Navalny was evacuated to Berlin for treatment after collapsing on a flight from Tomsk to Moscow in August after campaigning to support opposition candidates in local elections.
The Kremlin critic was sacked a little over a week ago, and his first comments to the press came when European leaders held a summit that might raise the question of an answer to Russia over the Kremlin critic’s case.
Germany, which holds the EU presidency, said toxicology tests showed he was poisoned by Soviet-era nerve agent Novichok.
France and Sweden have independently confirmed Germany’s results.
The government of Chancellor Angela Merkel has also warned Moscow of possible sanctions if it does not investigate the case thoroughly.
As a sign of how seriously she took the case, the German head of state visited Navalny in the Berlin hospital Charite, where he was being treated.
The Kremlin has firmly denied the allegations of involvement, accusing Western leaders of launching a disinformation campaign about the opposition leader’s illness.
Instead, it pointed to tests carried out by Russian doctors who treated Navalny first and did not show any toxic substances.
Navalny was finally released on September 22nd after spending 32 days in the Charite hospital in the German capital, including 24 days in intensive care.
The Kremlin critic has been active on social media since his release from a coma.
Navalny posted a photo of himself on a Berlin bank and said last week on Instagram that he is still far from fully recovered and needs to be rehabilitated.
“The plans are always simple: a physical therapist every day. Possibly a rehabilitation center. Stand on one leg. Take complete control of my fingers. Keep my balance,” he wrote.
In a separate blog post he had also said that the three European laboratories had found Novichok “in and on my body”.
He stated that Russia had not yet opened an investigation but had “expected nothing else”.

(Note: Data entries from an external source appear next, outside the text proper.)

impl ConnectionManager {
    /// Starts the driver task on the current tokio runtime. Frames from the
    /// live connection arrive, in order, on the returned receiver.
    pub fn spawn(
        config: &MarketStreamConfig,
        connector: Arc<dyn Connector>,
    ) -> (Self, mpsc::UnboundedReceiver<InboundFrame>) {
        let (commands_tx, commands_rx) = mpsc::unbounded_channel();
        let (events_tx, events_rx) = mpsc::unbounded_channel();
        let (frames_tx, frames_rx) = mpsc::unbounded_channel();
        let shared = Arc::new(Shared {
            snapshot: RwLock::new(ConnectionSnapshot::disconnected()),
            listeners: Mutex::new(Vec::new()),
            next_listener_id: AtomicU64::new(1),
        });

        let driver = Driver {
            ws_base_url: config.ws_base_url.clone(),
            policy: config.reconnect,
            connect_timeout: config.connect_timeout,
            fallback_per_topic: config.fallback_per_topic,
            connector,
            events: events_tx,
            frames: frames_tx,
            shared: Arc::clone(&shared),
            root: CancellationToken::new(),
            topics: BTreeSet::new(),
            pending: None,
            mode: ConnectionMode::Multiplexed,
            lanes: Vec::new(),
            generation: 0,
            last_connected_at_ms: None,
            status: ConnectionStatus::Disconnected,
        };
        tokio::spawn(driver.run(commands_rx, events_rx));

        (
            Self {
                commands: commands_tx,
                shared,
            },
            frames_rx,
        )
    }

    pub fn ensure_topics(&self, topics: BTreeSet<Topic>) -> Result<(), MarketError> {
        self.send(Command::EnsureTopics(topics))
    }

    pub fn disconnect(&self) -> Result<(), MarketError> {
        self.send(Command::Disconnect)
    }

    /// Closes every socket and stops the driver task.
    pub fn shutdown(&self) -> Result<(), MarketError> {
        self.send(Command::Shutdown)
    }

    pub fn status(&self) -> ConnectionStatus {
        self.shared.snapshot.read().status
    }

    pub fn snapshot(&self) -> ConnectionSnapshot {
        self.shared.snapshot.read().clone()
    }

    /// Registers a listener called on every status transition.
    pub fn on_status_change<F>(&self, listener: F) -> StatusListener
    where
        F: Fn(ConnectionStatus) + Send + Sync + 'static,
    {
        let id = self.shared.next_listener_id.fetch_add(1, Ordering::Relaxed);
        self.shared.listeners.lock().push((id, Arc::new(listener)));
        StatusListener {
            id,
            shared: Arc::downgrade(&self.shared),
        }
    }

    fn send(&self, command: Command) -> Result<(), MarketError> {
        self.commands
            .send(command)
            .map_err(|_| MarketError::DriverStopped)
    }
}
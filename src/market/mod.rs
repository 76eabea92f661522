pub mod aggregator;
pub mod backoff;
pub mod binance;
pub mod connection;
pub mod decoder;
pub mod registry;
pub mod topics;
pub mod transport;
pub mod types;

The Navalny poisoning has exacerbated tensions between Russia and the West and, in particular, intensified relations with Germany.
Merkel had always insisted on keeping the channels of dialogue with Moscow open, but she has recently sharpened her tone. Navalny’s case came a year after a murder in a central Berlin park ordered by the German public prosecutor’s office, according to Russia.
Navalny aides said German experts found Novichok on a water bottle taken from the hotel room he stayed in before he got sick.
The bottle appears to have been important evidence of Germany’s conclusion that the lawyer and outspoken critic of President Vladimir Putin was poisoned with the deadly nerve agent.
Novichok was also used to poison ex-double agent Sergei Skripal in Salisbury, England in 2018. He survived.
(Except for the headline, this story was not edited by GossipMantri staff and posted from a syndicated feed.)